Реферат: Иван Карамазов как русский Фауст
Мне тяжко от неполноты такой,
Я жизнь отверг и смерти жду с тоской.
(Гёте: 176)
Хор духов:
О, бездна страданья
И море тоски
Чудесное зданье разбито в куски
Ты градом проклятий его расшатал.
Горюй об утрате
Погибших начал.
(Гёте: 179)
Мефистофель:
Оставь заигрывать с тоской своей,
Точащею тебя, как коршун злобный.
(Гете: 179)
Ивана мучает мысль о непонятной причине этой тоски: «Не в тоске была странность, а в том, что Иван Федорович не мог определить, в чем эта тоска состояла». «Тосковать ему случалось часто и прежде, и не диво бы, что пришла она в такую минуту, когда он завтра же, порвав вдруг со всем, что его сюда привлекло, готовился вновь повернуть круто в сторону и вступить на новый, совершенно неведомый путь, и опять совсем одиноким, как прежде, много надеясь, но не зная на что, много, слишком много ожидая от жизни». «Тоска нового и неведомого», «тоска до тошноты, а определить не в силах, чего хочу…» (Достоевский: 372).
Н. О. Лосский в работе «Достоевский и его христианское миропонимание» видит причину этого чувства в том, что герой не может признать бога. «Уныние наступает тогда, когда человек, стоящий на ложном пути и испытавший ряд разочарований, утрачивает любовь и к личным, и к неличным ценностям, отсюда следует утрата эмоционального переживания ценностей, утрата всех целей жизни и крайнее опустошение души. Это – смертный грех удаления от Бога, от всех живых существ, от всякого добра. Грех этот сам в себе заключает также и свое наказание – безысходную тоску богооставленности» (Лосский: 152).
И Фауст, и Иван не хотят признать Бога. На вопрос Маргариты «Как обстоит с твоею верой в бога?», Фауст отвечает уклончиво:
Кто из нас дерзнет
Ответит, не смутясь: «Я верю в бога»?
(Гёте: 266)
Маргарита чувствует сомнения Фауста: «Свет христов тебя затронул очень мало» (Гёте: 268).
Ум Ивана также «не может решить, как совместимо бытие Бога с существованием зла в мире, а совесть не может успокоиться на отрицательном решении вопроса. Он остается на полпути между атеизмом и признанием Бога. Но и тогда, когда он признает бытие Бога, он горделиво критикует строение мира и, как бы укоряя Бога за то, что в мире есть возмутительное зло, «почтительнейше возвращает ему билет», вступает на путь «бунта» против Бога» (Лосский: 154)

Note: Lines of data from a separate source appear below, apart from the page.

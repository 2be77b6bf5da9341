//! OS-facing projection of the playback metadata slot.
//!
//! An `ExternalSession` is rebuilt from scratch on every accepted event; nothing here is
//! mutated in place.

use crate::artwork::Cover;
use crate::session::metadata::PlaybackMetadata;
use crate::shortcut::ShortcutId;

/// Identifier of the custom action that ends the background media session.
pub const END_SESSION_ACTION: &str = "end_media_session";

/// Playback state enum presented to the platform.
#[derive(Debug, Clone, Copy, PartialEq, Eq)]
pub enum PlaybackState {
    Buffering,
    Playing,
    Paused,
}

/// Transport capability bitset.
#[derive(Debug, Clone, Copy, Default, PartialEq, Eq)]
pub struct SessionActions(u32);

impl SessionActions {
    pub const PLAY: Self = Self(1 << 0);
    pub const PAUSE: Self = Self(1 << 1);
    pub const PLAY_PAUSE: Self = Self(1 << 2);
    pub const SKIP_TO_PREVIOUS: Self = Self(1 << 3);
    pub const SKIP_TO_NEXT: Self = Self(1 << 4);
    pub const SEEK_TO: Self = Self(1 << 5);

    pub const fn empty() -> Self {
        Self(0)
    }

    pub const fn bits(self) -> u32 {
        self.0
    }

    pub const fn contains(self, other: Self) -> bool {
        self.0 & other.0 == other.0
    }

    pub fn insert(&mut self, other: Self) {
        self.0 |= other.0;
    }
}

impl std::ops::BitOr for SessionActions {
    type Output = Self;

    fn bitor(self, rhs: Self) -> Self {
        Self(self.0 | rhs.0)
    }
}

/// Non-standard action shown next to the transport buttons.
#[derive(Debug, Clone, PartialEq, Eq)]
pub struct CustomAction {
    pub action: String,
    pub label: String,
}

/// Display metadata for the platform session.
#[derive(Debug, Clone)]
pub struct SessionMetadata {
    pub title: String,
    pub artist: String,
    pub album: Option<String>,
    pub duration_ms: u64,
    pub cover: Option<Cover>,
}

/// Position/state snapshot for the platform session.
#[derive(Debug, Clone, Copy, PartialEq)]
pub struct PlaybackSnapshot {
    pub state: PlaybackState,
    pub position_ms: u64,
    pub rate: f32,
}

/// Full OS-facing media session.
#[derive(Debug, Clone)]
pub struct ExternalSession {
    pub owner_id: ShortcutId,
    pub metadata: SessionMetadata,
    pub playback: PlaybackSnapshot,
    pub actions: SessionActions,
    pub custom_actions: Vec<CustomAction>,
}

impl ExternalSession {
    pub fn build(metadata: &PlaybackMetadata, end_session_label: &str) -> Self {
        Self {
            owner_id: metadata.owner_id.clone(),
            metadata: SessionMetadata {
                title: metadata.title.clone(),
                artist: metadata.artist.clone(),
                album: metadata.album.clone(),
                duration_ms: metadata.duration_ms,
                cover: metadata.resolved_cover.clone(),
            },
            playback: PlaybackSnapshot {
                state: playback_state(metadata),
                position_ms: metadata.current_time_ms,
                rate: metadata.playback_rate,
            },
            actions: session_actions(metadata),
            custom_actions: vec![CustomAction {
                action: END_SESSION_ACTION.to_string(),
                label: end_session_label.to_string(),
            }],
        }
    }

    pub fn is_playing(&self) -> bool {
        self.playback.state != PlaybackState::Paused
    }
}

pub fn playback_state(metadata: &PlaybackMetadata) -> PlaybackState {
    if metadata.is_playing && metadata.is_buffering {
        PlaybackState::Buffering
    } else if metadata.is_playing {
        PlaybackState::Playing
    } else {
        PlaybackState::Paused
    }
}

pub fn session_actions(metadata: &PlaybackMetadata) -> SessionActions {
    let mut actions = SessionActions::PLAY | SessionActions::PAUSE | SessionActions::PLAY_PAUSE;
    if metadata.duration_ms > 0 || metadata.prev_capable {
        actions.insert(SessionActions::SKIP_TO_PREVIOUS);
    }
    if metadata.duration_ms > 0 {
        actions.insert(SessionActions::SEEK_TO);
    }
    if metadata.next_capable {
        actions.insert(SessionActions::SKIP_TO_NEXT);
    }
    actions
}
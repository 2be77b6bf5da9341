//! Event-bus protocol shared by the coordinator and its presenters.
//!
//! The coordinator publishes session and notification state; platform integrations publish
//! transport commands that the transport router feeds back into the coordinator.

use std::collections::BTreeSet;

use crate::notification::SummaryNotification;
use crate::session::projection::ExternalSession;
use crate::shortcut::ShortcutId;

/// Top-level envelope for all bus traffic.
#[derive(Debug, Clone)]
pub enum Message {
    Session(SessionMessage),
    Notification(NotificationMessage),
    Registry(RegistryMessage),
    Transport(TransportCommand),
}

/// External media session lifecycle.
#[derive(Debug, Clone)]
pub enum SessionMessage {
    /// Full rebuilt session; replaces whatever was published before.
    Updated(ExternalSession),
    Released { owner_id: ShortcutId },
}

/// Summary notification lifecycle.
#[derive(Debug, Clone)]
pub enum NotificationMessage {
    ForegroundStarted(SummaryNotification),
    Posted(SummaryNotification),
    /// Foreground indication ended and the notification was removed.
    ForegroundStopped,
}

#[derive(Debug, Clone)]
pub enum RegistryMessage {
    RunningChanged(BTreeSet<ShortcutId>),
    /// Every instance was destroyed and the coordinator accepts no further work.
    ShutDown,
}

/// Transport input from lock screen, notification buttons, or media keys.
#[derive(Debug, Clone, Copy, PartialEq)]
pub enum TransportCommand {
    Play,
    Pause,
    /// Resolved to `Play` or `Pause` from the owner's playing state.
    PlayPause,
    SeekTo { position_ms: u64 },
    SkipPrevious,
    SkipNext,
    EndSession,
}
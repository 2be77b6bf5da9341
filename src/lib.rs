//! Background content coordinator: keeps several web pages running in the background and
//! exposes one OS-visible media session for whichever page currently owns playback.

pub mod artwork;
pub mod bridge;
pub mod config;
pub mod console;
pub mod coordinator;
pub mod error;
pub mod image_pipeline;
pub mod instrumentation;
pub mod media_controls_manager;
pub mod notification;
pub mod page;
pub mod protocol;
pub mod registry;
pub mod session;
pub mod shortcut;

pub use coordinator::Coordinator;
pub use error::CoordinatorError;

«Горделивый титанизм» (Волынский: 85) Карамазова обнаруживается в его поэме «Великий Инквизитор». Иван делится с Алешей идеей о безграничной власти над человеком сверхчеловека, человекобога, которому все дозволено, для которого не существуют нравственные преграды. «Ибо кому же владеть людьми, как не тем, которые владеют их совестью и в чьих руках хлебы их». «О, никогда, никогда без нас они не накормят себя» (Достоевский: 365). План Великого Инквизитора, говорит Иван, есть «настоящая руководящая идея». В легенде выражена сущность души Ивана и его отношения к Богу.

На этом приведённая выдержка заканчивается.